D'abord parce que nous pouvons avoir du mal à discipliner notre
cerveau, et le premier obstacle à la prière ce sont nos pensées
vagabondes. « Tiens, il faut que je pense à acheter du
jambon »... « Génial, qu'est-ce que je suis spirituel !
J'ai fait des progrès quand même, avant je n'arrivais pas comme ça
à me lever à 6h du matin pour prier... ». Ou bien : « je
dois faire ceci ou cela », « je dois dire tels mots... ».
« Ferme la
porte », dit Jésus. Voilà un grand défi de la prière
personnelle. Il faut délibérément laisser passer toutes ces
pensées sans nous y arrêter, sans les laisser nous emporter avec
elles - et penser à Dieu. Nous détourner de nous-mêmes pour le
chercher, lui.
Nous sommes ainsi
faits, nous pauvres humains limités, qu'un rien nous distrait de
l'essentiel. En tant qu'enseignant, j'ai ainsi pu expérimenter la
puissance dévastatrice d'une simple mouche qui se ballade en
bourdonnant dans la classe - quelques millimètres cubes capables de
pulvériser en un instant la belle explication de texte que vous avez
eu tant de mal à préparer !
Mais c'est bien à
nous, qui sommes faits de cette pâte-là, que Dieu s'adresse, pas à
des surhommes. La prière est pour tous, elle est faite justement
pour les gens les moins spirituels, pour qu'eux qu'ils cherchent
sincèrement Dieu.
Une fois que nous
sommes tournés vers Dieu, un autre obstacle peut se dresser, fait de
fausses idées héritées, inconscientes, comme celle que nous
aurions quelque chose à « faire » pour avoir droit à
l'intimité de Dieu. Ces images d'un Dieu juge impitoyable, d'un Dieu
distant et exigeant des sacrifices et des autoflagellations de notre
part pour daigner nous accepter dans sa présence.
Et bien sûr, il y
a la véritable culpabilité - quand le Saint-Esprit, activant en
nous la connaissance de la Parole de Dieu, nous révèle un péché
réel, qui nous sépare du Père. Comment alors nous approcher de
Dieu si nos mains sont sales, notre conscience inquiète ?
Jésus ici nous
indique le moyen : par la foi dans la grâce de Dieu, dans
son pardon. Entrer dans la pièce le cœur vraiment repentant,
confiant en ce Dieu qui pardonne.
Cette grâce est
sous entendue dans ces paroles de Jésus : « quand tu
pries, entre dans la pièce la plus retirée, ferme la porte »..

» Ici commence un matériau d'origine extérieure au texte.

impl Display for Error {
    fn fmt(&self, f: &mut fmt::Formatter<'_>) -> fmt::Result {
        match &self.kind {
            ErrorKind::FileTooLarge => f.write_str("file is too large (maximum 4GiB)"),
            ErrorKind::InvalidCharInString(c) => {
                rtry!(f.write_str("invalid character in string: `"));
                rtry!(Escape(*c).fmt(f));
                f.write_str("`")
            }
            ErrorKind::InvalidCharInComment(c) => {
                rtry!(f.write_str("invalid character in comment: `"));
                rtry!(Escape(*c).fmt(f));
                f.write_str("`")
            }
            ErrorKind::InvalidEscape(c) => {
                rtry!(f.write_str("invalid escape character in string: `"));
                rtry!(Escape(*c).fmt(f));
                f.write_str("`")
            }
            ErrorKind::InvalidHexEscape(c) => {
                rtry!(f.write_str("invalid hex escape character in string: `"));
                rtry!(Escape(*c).fmt(f));
                f.write_str("`")
            }
            ErrorKind::InvalidEscapeValue(c) => write!(f, "invalid escape value: `{c:#x}`"),
            ErrorKind::UnterminatedString => f.write_str("unterminated string"),
            ErrorKind::MultilineStringKey => {
                f.write_str("multiline strings are not allowed for key")
            }
            ErrorKind::InvalidNumber(reason) => {
                rtry!(f.write_str("invalid number: "));
                f.write_str(reason)
            }
            ErrorKind::OutOfRange(kind) => {
                rtry!(f.write_str("out of range of '"));
                rtry!(f.write_str(kind));
                f.write_str("'")
            }
            ErrorKind::InvalidDatetime(reason) => {
                rtry!(f.write_str("invalid date-time: "));
                f.write_str(reason)
            }
            ErrorKind::Wanted { expected, found } => {
                rtry!(f.write_str("expected "));
                rtry!(f.write_str(expected));
                rtry!(f.write_str(", found "));
                f.write_str(found)
            }
            ErrorKind::Expected { expected, found } => {
                rtry!(f.write_str("expected one of ["));
                let mut first = true;
                for name in expected.iter() {
                    if !first {
                        rtry!(f.write_str(", "));
                    }
                    first = false;
                    rtry!(f.write_str(name));
                }
                rtry!(f.write_str("], found "));
                f.write_str(found)
            }
            ErrorKind::UnexpectedNewline { after } => {
                rtry!(f.write_str("newline is not allowed after "));
                f.write_str(after)
            }
            ErrorKind::MultilineInlineTable => {
                f.write_str("inline tables cannot be broken into multiple lines in TOML 1.0")
            }
            ErrorKind::NestingTooDeep(limit) => {
                write!(f, "values nest deeper than {limit} levels")
            }
            ErrorKind::DuplicateTable { name, .. } => quoted(f, "redefinition of table", name, ""),
            ErrorKind::DuplicateKey { key, .. } => {
                rtry!(f.write_str("duplicate key: `"));
                rtry!(f.write_str(key));
                f.write_str("`")
            }
            ErrorKind::RedefineAsArray { name, .. } => {
                quoted(f, "cannot redefine", name, " as an array of tables")
            }
            ErrorKind::ExtendStaticArray { name, .. } => {
                quoted(f, "cannot extend static array", name, " with a table header")
            }
            ErrorKind::ExtendInlineTable { name, .. } => {
                quoted(f, "cannot extend inline table", name, "")
            }
            ErrorKind::DottedKeyInvalidType { .. } => {
                f.write_str("dotted key attempted to extend non-table type")
            }
            ErrorKind::DottedKeyIntoExplicitTable { name, .. } => quoted(
                f,
                "dotted keys cannot insert into already defined explicit table",
                name,
                "",
            ),
            ErrorKind::DottedKeyIntoArrayOfTables { name, .. } => quoted(
                f,
                "dotted keys cannot extend array of tables",
                name,
                " outside of its header",
            ),
            ErrorKind::Custom(message) => f.write_str(message),
        }
    }
}

impl Error {
    /// Which fatal class this error belongs to.
    pub fn class(&self) -> ErrorClass {
        self.kind.class()
    }

    /// Returns `true` for illegal key or table reuse.
    pub fn is_redefinition(&self) -> bool {
        self.class() == ErrorClass::Redefinition
    }

    /// Fills in `line_info` from `source` when it is missing.
    pub(crate) fn locate(mut self, source: &str) -> Self {
        if self.line_info.is_none() {
            self.line_info = Some(line_col(source.as_bytes(), self.span.start as usize));
        }
        self
    }

    /// Renders the error with a caret under the offending source text.
    ///
    /// ```
    /// let src = "a = 1\na = 2\n";
    /// let err = toml_lattice::decode(src, &Default::default()).unwrap_err();
    /// let rendered = err.snippet(src).to_string();
    /// assert!(rendered.starts_with("error[duplicate-key]: duplicate key: `a`"));
    /// assert!(rendered.ends_with("2 | a = 2\n  | ^"));
    /// ```
    pub fn snippet<'a>(&'a self, source: &'a str) -> Snippet<'a> {
        Snippet {
            error: self,
            source,
        }
    }
}

/// Caret-style rendering of an [`Error`] against its source text.
pub struct Snippet<'a> {
    error: &'a Error,
    source: &'a str,
}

Cette parole fait référence à un passage d'Esaïe (26.20), une
allusion qui n'a pas dû échapper aux auditeurs de l'époque, tant
la connaissance de l'Ecriture était poussée. Jésus cite Esaïe :
« Va mon peuple, entre dans les chambres, et ferme tes portes
derrière toi ».
« La
référence est riche de sens, dit H. Blocher. Le prophète annonce
le passage du jugement et la grâce que Dieu fera prévaloir pour les
siens, à travers ce jugement. Il évoque le première Pâque, Israël
sauvé du fléau en entrant dans ses chambres, couvert par le sang de
l'agneau, badigeonné sur le linteau des portes »2.
En somme, Jésus
dit ici : oui, tu mérites le jugement, mais à cause de la
grâce de Dieu, « sous couvert du sang de l'agneau » càd
de mon sacrifice pour tes péchés, tu ne seras pas rejeté.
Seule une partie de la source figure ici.